L'éco de Marc Tempelman

Impact des guerres


Photo de Tötös Ádám sur Unsplash Impact des guerres

Photo de Tötös Ádám sur Unsplash

Chaque semaine sur euradio, retrouvez Marc Tempelman, le cofondateur de l’application d’épargne gratuite Cashbee, qui traite les sujets et les actualités de la finance.

Nous accueillons Marc Tempelman, le cofondateur de la plateforme d’investissement Cashbee. Nous discutons toutes les semaines de finance. Bonjour Marc.

Le contexte actuel nous impose presque le sujet dont j’aimerais discuter avec vous : l’impact des guerres et des conflits sur les marchés boursiers. L’actualité est marquée par la guerre en Iran. Les marchés ont réagi avec nervosité. Est-ce une réaction typique en période de conflit ?


Oui, tout à fait. Lorsqu’un conflit éclate — que ce soit au Moyen-Orient, en Europe de l’Est ou ailleurs — les marchés détestent avant tout l’incertitude. Les investisseurs s’inquiètent de l’impact potentiel sur la croissance mondiale, sur les prix de l’énergie, sur l’inflation… Résultat : le réflexe immédiat est souvent de réduire le risque, ce qui conduit à des ventes d’actions et à une hausse des actifs refuges comme l’or ou le dollar. D’ailleurs, on pourrait presque s’étonner du calme relatif de la réaction à date. En termes de niveau, le S&P 500 est passé d’environ 6 850 à 6 500 points entre fin février et fin 2026, soit une baisse d’environ 5%, alors même qu’il reste en hausse d’environ 15% sur un an glissant.

Donc, à court terme, la guerre pèse sur les marchés ?



Exactement. Historiquement, les premiers jours ou semaines d’un conflit sont souvent synonymes de volatilité et de baisse. On l’a vu lors de la guerre du Golfe, après les attentats du 11 septembre ou au début du conflit en Ukraine. Mais si l’on prend un peu plus de recul, on se rend compte qu’une fois les incertitudes dissipées, les marchés ont tendance à reprendre leur trajectoire haussière.

Comment expliquer ce retour à la hausse ?

Parce que la Bourse reflète avant tout la capacité des entreprises à générer des profits sur le long terme. Tant que l’économie mondiale continue à croître et que les sociétés s’adaptent, les marchés finissent par intégrer le choc initial et regarder de nouveau vers l’avenir.
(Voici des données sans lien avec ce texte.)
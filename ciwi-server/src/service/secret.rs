//! Secret Service
//!
//! Resolves per-project secret specs into values at trigger time. The
//! vault backend itself lives outside the server; the resolver trait is the
//! seam it plugs into.

use async_trait::async_trait;
use ciwi_core::domain::project::{ProjectSecretSpec, VaultConnection};
use sqlx::SqlitePool;
use thiserror::Error;

use crate::repository::vault_repository;

/// Errors raised while resolving secrets
#[derive(Debug, Error)]
pub enum SecretError {
    #[error("{0}")]
    Validation(String),
    #[error("secret {0} could not be resolved")]
    Missing(String),
    #[error("vault connection {0} not found")]
    UnknownConnection(String),
    #[error("secret backend error: {0}")]
    Backend(String),
    #[error("database error: {0}")]
    Database(#[from] sqlx::Error),
}

/// Turns a secret spec into its value
#[async_trait]
pub trait SecretResolver: Send + Sync {
    async fn resolve(
        &self,
        connection: Option<&VaultConnection>,
        spec: &ProjectSecretSpec,
    ) -> Result<String, SecretError>;
}

/// Reads `CIWI_SECRET_<NAME>` from the server environment
#[derive(Debug, Default, Clone, Copy)]
pub struct EnvSecretResolver;

impl EnvSecretResolver {
    /// Environment variable consulted for a secret name
    pub fn env_key(name: &str) -> String {
        let sanitized: String = name
            .chars()
            .map(|c| {
                if c.is_ascii_alphanumeric() {
                    c.to_ascii_uppercase()
                } else {
                    '_'
                }
            })
            .collect();
        format!("CIWI_SECRET_{sanitized}")
    }
}

#[async_trait]
impl SecretResolver for EnvSecretResolver {
    async fn resolve(
        &self,
        _connection: Option<&VaultConnection>,
        spec: &ProjectSecretSpec,
    ) -> Result<String, SecretError> {
        std::env::var(Self::env_key(&spec.name))
            .ok()
            .filter(|v| !v.is_empty())
            .ok_or_else(|| SecretError::Missing(spec.name.clone()))
    }
}

/// Resolve every spec, returning `(env name, value)` pairs in spec order
pub async fn resolve_all(
    pool: &SqlitePool,
    resolver: &dyn SecretResolver,
    specs: &[ProjectSecretSpec],
) -> Result<Vec<(String, String)>, SecretError> {
    let mut resolved = Vec::with_capacity(specs.len());

    for spec in specs {
        let connection = if spec.vault_connection.is_empty() {
            None
        } else {
            Some(
                vault_repository::find_by_name(pool, &spec.vault_connection)
                    .await?
                    .ok_or_else(|| SecretError::UnknownConnection(spec.vault_connection.clone()))?,
            )
        };

        let value = resolver.resolve(connection.as_ref(), spec).await?;
        resolved.push((spec.name.clone(), value));
    }

    Ok(resolved)
}

/// Store a vault connection
pub async fn save_connection(pool: &SqlitePool, conn: &VaultConnection) -> Result<(), SecretError> {
    if conn.name.trim().is_empty() {
        return Err(SecretError::Validation(
            "vault connection name is required".to_string(),
        ));
    }
    vault_repository::upsert(pool, conn).await?;
    tracing::info!(name = %conn.name, "Vault connection saved");
    Ok(())
}

/// List stored vault connections
pub async fn list_connections(pool: &SqlitePool) -> Result<Vec<VaultConnection>, SecretError> {
    Ok(vault_repository::list(pool).await?)
}
//! Reserved job metadata keys

pub const ADHOC: &str = "adhoc";
pub const ADHOC_AGENT_ID: &str = "adhoc_agent_id";
pub const CHAIN_BLOCKED: &str = "chain_blocked";
pub const NEEDS_BLOCKED: &str = "needs_blocked";
/// Comma separated execution ids a needs-blocked job waits for
pub const NEEDS_JOB_IDS: &str = "needs_job_ids";
pub const HAS_SECRETS: &str = "has_secrets";

pub const PROJECT_ID: &str = "project_id";
pub const PROJECT_NAME: &str = "project";
pub const PIPELINE_ID: &str = "pipeline_id";
pub const PIPELINE_JOB_ID: &str = "pipeline_job_id";
pub const MATRIX_NAME: &str = "matrix_name";
pub const MATRIX_INDEX: &str = "matrix_index";
/// Shared by every execution created by one pipeline trigger
pub const PIPELINE_RUN_ID: &str = "pipeline_run_id";

pub const RUNTIME_CONTAINER_IMAGE: &str = "runtime_probe.container_image";
pub const CONTAINER_WORKDIR: &str = "runtime_exec.container_workdir";
pub const CONTAINER_USER: &str = "runtime_exec.container_user";
/// Comma separated host device paths passed with `--device`
pub const CONTAINER_DEVICES: &str = "runtime_exec.container_devices";
/// Comma separated groups passed with `--group-add`
pub const CONTAINER_GROUPS: &str = "runtime_exec.container_groups";

/// Environment variables listing dependency jobs whose artifacts are downloaded
pub const DEP_ARTIFACT_JOB_ID_ENV: &str = "CIWI_DEP_ARTIFACT_JOB_ID";
pub const DEP_ARTIFACT_JOB_IDS_ENV: &str = "CIWI_DEP_ARTIFACT_JOB_IDS";

/// Capability keys
pub const TOOL_REQUIREMENT_PREFIX: &str = "requires.tool.";
pub const CONTAINER_TOOL_REQUIREMENT_PREFIX: &str = "requires.container.tool.";
pub const AGENT_TOOL_PREFIX: &str = "tool.";
pub const HOST_TOOL_RUNTIME_PREFIX: &str = "host.tool.";
pub const CONTAINER_TOOL_RUNTIME_PREFIX: &str = "container.tool.";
Les entreprises innovent, se réorganisent, et la machine économique redémarre.

Est-ce que toutes les entreprises souffrent de la même façon pendant ces périodes ?

Non, et c’est là qu’il y a un point intéressant. Certains secteurs résistent mieux, voire profitent du contexte. Par exemple, les valeurs de l’énergie montent souvent quand les prix du pétrole s’envolent. TotalEnergies a profité de la hausse des prix du pétrole. L’action a grimpé d’environ 15% sur les quatre semaines suivant fin février 2026, touchant même de nouveaux plus hauts historiques autour de 77 euros. Les entreprises de défense, de cybersécurité ou encore certaines valeurs liées aux matières premières peuvent également surperformer.

À l’inverse, les secteurs très dépendants de la consommation ou de la stabilité géopolitique, comme le tourisme ou le luxe, peuvent être plus durement touchés. Ainsi, sur la même période, Air France‑KLM a subi des pressions fortes : hausse des coûts de carburant, incertitudes sur la demande et la perception du risque pays. Le titre a reculé d’environ 30% sur un mois, malgré une tendance plus positive sur 12 mois.

Donc en résumé, la guerre provoque une réaction émotionnelle immédiate sur les marchés, mais elle ne remet pas forcément en cause la tendance de fond ?

Exactement. Ce qu’il faut retenir, c’est que les marchés détestent les incertitudes, pas les mauvaises nouvelles en soi. Une fois qu’ils peuvent évaluer les conséquences concrètes d’un événement, ils se rééquilibrent.

Ensuite, la diversification sectorielle paie. Les baisses dans le luxe et le secteur touristique sont en partie compensées par les hausses dans l’énergie et la défense.

Et enfin, statistiquement, sur le long terme, malgré les crises et les conflits, la trajectoire des marchés actions reste globalement haussière.

Message rassurant donc pour les investisseurs qui auraient tendance à paniquer trop vite. Merci beaucoup Marc Tempelman pour cet éclairage.

Un entretien réalisé par Laurence Aubron.